## Your task:
Copy out the records that follow, leaving every character as it is.

## Available records:
==========

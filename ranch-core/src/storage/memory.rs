//! In-memory [`Storage`] implementation backed by [`DashMap`], the one
//! concrete storage backend this repository ships (see module docs on why a
//! durable backend is out of scope but trait-compatible).

use dashmap::DashMap;
use tokio::sync::broadcast;

use super::{ObjectKind, Storage, StoredObject, WatchEvent};
use crate::error::StorageError;
use crate::model::ObjectVersion;

const WATCH_CHANNEL_CAPACITY: usize = 1024;

/// In-memory storage backed by [`DashMap`] for concurrent read access,
/// mirroring the teacher's `HashMapStorage` (`storage/engines/hashmap.rs`).
pub struct MemoryStorage {
    resources: DashMap<String, StoredObject>,
    drlcs: DashMap<String, StoredObject>,
    resource_watch: broadcast::Sender<WatchEvent>,
    drlc_watch: broadcast::Sender<WatchEvent>,
}

impl MemoryStorage {
    #[must_use]
    pub fn new() -> Self {
        let (resource_watch, _) = broadcast::channel(WATCH_CHANNEL_CAPACITY);
        let (drlc_watch, _) = broadcast::channel(WATCH_CHANNEL_CAPACITY);
        Self {
            resources: DashMap::new(),
            drlcs: DashMap::new(),
            resource_watch,
            drlc_watch,
        }
    }

    fn map(&self, kind: ObjectKind) -> &DashMap<String, StoredObject> {
        match kind {
            ObjectKind::Resource => &self.resources,
            ObjectKind::Drlc => &self.drlcs,
        }
    }

    fn watch_channel(&self, kind: ObjectKind) -> &broadcast::Sender<WatchEvent> {
        match kind {
            ObjectKind::Resource => &self.resource_watch,
            ObjectKind::Drlc => &self.drlc_watch,
        }
    }
}

impl Default for MemoryStorage {
    fn default() -> Self {
        Self::new()
    }
}

impl Storage for MemoryStorage {
    fn get(&self, kind: ObjectKind, name: &str) -> Option<StoredObject> {
        self.map(kind).get(name).map(|r| r.clone())
    }

    fn list(&self, kind: ObjectKind) -> Vec<StoredObject> {
        self.map(kind).iter().map(|e| e.value().clone()).collect()
    }

    fn create(&self, object: StoredObject) -> Result<ObjectVersion, StorageError> {
        let kind = object.kind();
        let name = object.name().to_string();
        let map = self.map(kind);

        if map.contains_key(&name) {
            return Err(StorageError::Conflict(name));
        }

        let version = 1;
        let object = set_version(object, version);
        map.insert(name, object.clone());
        let _ = self.watch_channel(kind).send(WatchEvent::Created(object));
        Ok(version)
    }

    fn update(
        &self,
        object: StoredObject,
        expected_version: ObjectVersion,
    ) -> Result<ObjectVersion, StorageError> {
        let kind = object.kind();
        let name = object.name().to_string();
        let map = self.map(kind);

        let mut entry = map
            .get_mut(&name)
            .ok_or_else(|| StorageError::NotFound(name.clone()))?;

        if entry.version() != expected_version {
            return Err(StorageError::Conflict(name));
        }

        let next_version = expected_version + 1;
        let object = set_version(object, next_version);
        *entry = object.clone();
        drop(entry);
        let _ = self.watch_channel(kind).send(WatchEvent::Updated(object));
        Ok(next_version)
    }

    fn delete(
        &self,
        kind: ObjectKind,
        name: &str,
        expected_version: ObjectVersion,
    ) -> Result<(), StorageError> {
        let map = self.map(kind);
        let Some((_, existing)) = map.remove_if(name, |_, v| v.version() == expected_version)
        else {
            return if map.contains_key(name) {
                Err(StorageError::Conflict(name.to_string()))
            } else {
                Err(StorageError::NotFound(name.to_string()))
            };
        };
        let _ = existing;
        let _ = self.watch_channel(kind).send(WatchEvent::Deleted {
            kind,
            name: name.to_string(),
        });
        Ok(())
    }

    fn watch(&self, kind: ObjectKind) -> broadcast::Receiver<WatchEvent> {
        self.watch_channel(kind).subscribe()
    }
}

fn set_version(object: StoredObject, version: ObjectVersion) -> StoredObject {
    match object {
        StoredObject::Resource(mut r) => {
            r.version = version;
            StoredObject::Resource(r)
        }
        StoredObject::Drlc(mut d) => {
            d.version = version;
            StoredObject::Drlc(d)
        }
    }
}

#[cfg(test)]
mod tests {
    use super::*;
    use crate::model::Resource;
    use chrono::Utc;

    fn make_resource(name: &str) -> StoredObject {
        StoredObject::Resource(Resource::new(name, "t", "free", Utc::now()))
    }

    #[test]
    fn create_then_get_round_trip() {
        let storage = MemoryStorage::new();
        let version = storage.create(make_resource("r1")).unwrap();
        assert_eq!(version, 1);

        let fetched = storage.get(ObjectKind::Resource, "r1").unwrap();
        assert_eq!(fetched.version(), 1);
    }

    #[test]
    fn create_twice_conflicts() {
        let storage = MemoryStorage::new();
        storage.create(make_resource("r1")).unwrap();
        let err = storage.create(make_resource("r1")).unwrap_err();
        assert_eq!(err, StorageError::Conflict("r1".to_string()));
    }

    #[test]
    fn update_with_stale_version_conflicts() {
        let storage = MemoryStorage::new();
        storage.create(make_resource("r1")).unwrap();

        let err = storage.update(make_resource("r1"), 99).unwrap_err();
        assert_eq!(err, StorageError::Conflict("r1".to_string()));
    }

    #[test]
    fn update_bumps_version() {
        let storage = MemoryStorage::new();
        storage.create(make_resource("r1")).unwrap();
        let version = storage.update(make_resource("r1"), 1).unwrap();
        assert_eq!(version, 2);
    }

    #[test]
    fn delete_requires_matching_version() {
        let storage = MemoryStorage::new();
        storage.create(make_resource("r1")).unwrap();

        let err = storage.delete(ObjectKind::Resource, "r1", 99).unwrap_err();
        assert_eq!(err, StorageError::Conflict("r1".to_string()));

        storage.delete(ObjectKind::Resource, "r1", 1).unwrap();
        assert!(storage.get(ObjectKind::Resource, "r1").is_none());
    }

    #[test]
    fn watch_receives_lifecycle_events() {
        let storage = MemoryStorage::new();
        let mut rx = storage.watch(ObjectKind::Resource);

        storage.create(make_resource("r1")).unwrap();
        match rx.try_recv().unwrap() {
            WatchEvent::Created(obj) => assert_eq!(obj.name(), "r1"),
            other => panic!("unexpected event: {other:?}"),
        }

        storage.update(make_resource("r1"), 1).unwrap();
        assert!(matches!(rx.try_recv().unwrap(), WatchEvent::Updated(_)));

        storage.delete(ObjectKind::Resource, "r1", 2).unwrap();
        assert!(matches!(rx.try_recv().unwrap(), WatchEvent::Deleted { .. }));
    }
}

==========

## Answer area:
filename ranch-core/src/storage/memory.rs
//! In-memory [`Storage`] implementation backed by [`DashMap`], the one
//! concrete storage backend this repository ships (see module docs on why a
//! durable backend is out of scope but trait-compatible).

use dashmap::DashMap;
use tokio::sync::broadcast;

use super::{ObjectKind, Storage, StoredObject, WatchEvent};
use crate::error::StorageError;
use crate::model::ObjectVersion;

const WATCH_CHANNEL_CAPACITY: usize = 1024;

/// In-memory storage backed by [`DashMap`] for concurrent read access,
/// mirroring the teacher's `HashMapStorage` (`storage/engines/hashmap.rs`).
pub struct MemoryStorage {
    resources: DashMap<String, StoredObject>,
    drlcs: DashMap<String, StoredObject>,
    resource_watch: broadcast::Sender<WatchEvent>,
    drlc_watch: broadcast::Sender<WatchEvent>,
}

impl MemoryStorage {
    #[must_use]
    pub fn new() -> Self {
        let (resource_watch, _) = broadcast::channel(WATCH_CHANNEL_CAPACITY);
        let (drlc_watch, _) = broadcast::channel(WATCH_CHANNEL_CAPACITY);
        Self {
            resources: DashMap::new(),
            drlcs: DashMap::new(),
            resource_watch,
            drlc_watch,
        }
    }

    fn map(&self, kind: ObjectKind) -> &DashMap<String, StoredObject> {
        match kind {
            ObjectKind::Resource => &self.resources,
            ObjectKind::Drlc => &self.drlcs,
        }
    }

    fn watch_channel(&self, kind: ObjectKind) -> &broadcast::Sender<WatchEvent> {
        match kind {
            ObjectKind::Resource => &self.resource_watch,
            ObjectKind::Drlc => &self.drlc_watch,
        }
    }
}

impl Default for MemoryStorage {
    fn default() -> Self {
        Self::new()
    }
}

impl Storage for MemoryStorage {
    fn get(&self, kind: ObjectKind, name: &str) -> Option<StoredObject> {
        self.map(kind).get(name).map(|r| r.clone())
    }

    fn list(&self, kind: ObjectKind) -> Vec<StoredObject> {
        self.map(kind).iter().map(|e| e.value().clone()).collect()
    }

    fn create(&self, object: StoredObject) -> Result<ObjectVersion, StorageError> {
        let kind = object.kind();
        let name = object.name().to_string();
        let map = self.map(kind);

        if map.contains_key(&name) {
            return Err(StorageError::Conflict(name));
        }

        let version = 1;
        let object = set_version(object, version);
        map.insert(name, object.clone());
        let _ = self.watch_channel(kind).send(WatchEvent::Created(object));
        Ok(version)
    }

    fn update(
        &self,
        object: StoredObject,
        expected_version: ObjectVersion,
    ) -> Result<ObjectVersion, StorageError> {
        let kind = object.kind();
        let name = object.name().to_string();
        let map = self.map(kind);

        let mut entry = map
            .get_mut(&name)
            .ok_or_else(|| StorageError::NotFound(name.clone()))?;

        if entry.version() != expected_version {
            return Err(StorageError::Conflict(name));
        }

        let next_version = expected_version + 1;
        let object = set_version(object, next_version);
        *entry = object.clone();
        drop(entry);
        let _ = self.watch_channel(kind).send(WatchEvent::Updated(object));
        Ok(next_version)
    }

    fn delete(
        &self,
        kind: ObjectKind,
        name: &str,
        expected_version: ObjectVersion,
    ) -> Result<(), StorageError> {
        let map = self.map(kind);
        let Some((_, existing)) = map.remove_if(name, |_, v| v.version() == expected_version)
        else {
            return if map.contains_key(name) {
                Err(StorageError::Conflict(name.to_string()))
            } else {
                Err(StorageError::NotFound(name.to_string()))
            };
        };
        let _ = existing;
        let _ = self.watch_channel(kind).send(WatchEvent::Deleted {
            kind,
            name: name.to_string(),
        });
        Ok(())
    }

    fn watch(&self, kind: ObjectKind) -> broadcast::Receiver<WatchEvent> {
        self.watch_channel(kind).subscribe()
    }
}

fn set_version(object: StoredObject, version: ObjectVersion) -> StoredObject {
    match object {
        StoredObject::Resource(mut r) => {
            r.version = version;
            StoredObject::Resource(r)
        }
        StoredObject::Drlc(mut d) => {
            d.version = version;
            StoredObject::Drlc(d)
        }
    }
}

#[cfg(test)]
mod tests {
    use super::*;
    use crate::model::Resource;
    use chrono::Utc;

    fn make_resource(name: &str) -> StoredObject {
        StoredObject::Resource(Resource::new(name, "t", "free", Utc::now()))
    }

    #[test]
    fn create_then_get_round_trip() {
        let storage = MemoryStorage::new();
        let version = storage.create(make_resource("r1")).unwrap();
        assert_eq!(version, 1);

        let fetched = storage.get(ObjectKind::Resource, "r1").unwrap();
        assert_eq!(fetched.version(), 1);
    }

    #[test]
    fn create_twice_conflicts() {
        let storage = MemoryStorage::new();
        storage.create(make_resource("r1")).unwrap();
        let err = storage.create(make_resource("r1")).unwrap_err();
        assert_eq!(err, StorageError::Conflict("r1".to_string()));
    }

    #[test]
    fn update_with_stale_version_conflicts() {
        let storage = MemoryStorage::new();
        storage.create(make_resource("r1")).unwrap();

        let err = storage.update(make_resource("r1"), 99).unwrap_err();
        assert_eq!(err, StorageError::Conflict("r1".to_string()));
    }

    #[test]
    fn update_bumps_version() {
        let storage = MemoryStorage::new();
        storage.create(make_resource("r1")).unwrap();
        let version = storage.update(make_resource("r1"), 1).unwrap();
        assert_eq!(version, 2);
    }

    #[test]
    fn delete_requires_matching_version() {
        let storage = MemoryStorage::new();
        storage.create(make_resource("r1")).unwrap();

        let err = storage.delete(ObjectKind::Resource, "r1", 99).unwrap_err();
        assert_eq!(err, StorageError::Conflict("r1".to_string()));

        storage.delete(ObjectKind::Resource, "r1", 1).unwrap();
        assert!(storage.get(ObjectKind::Resource, "r1").is_none());
    }

    #[test]
    fn watch_receives_lifecycle_events() {
        let storage = MemoryStorage::new();
        let mut rx = storage.watch(ObjectKind::Resource);

        storage.create(make_resource("r1")).unwrap();
        match rx.try_recv().unwrap() {
            WatchEvent::Created(obj) => assert_eq!(obj.name(), "r1"),
            other => panic!("unexpected event: {other:?}"),
        }

        storage.update(make_resource("r1"), 1).unwrap();
        assert!(matches!(rx.try_recv().unwrap(), WatchEvent::Updated(_)));

        storage.delete(ObjectKind::Resource, "r1", 2).unwrap();
        assert!(matches!(rx.try_recv().unwrap(), WatchEvent::Deleted { .. }));
    }
}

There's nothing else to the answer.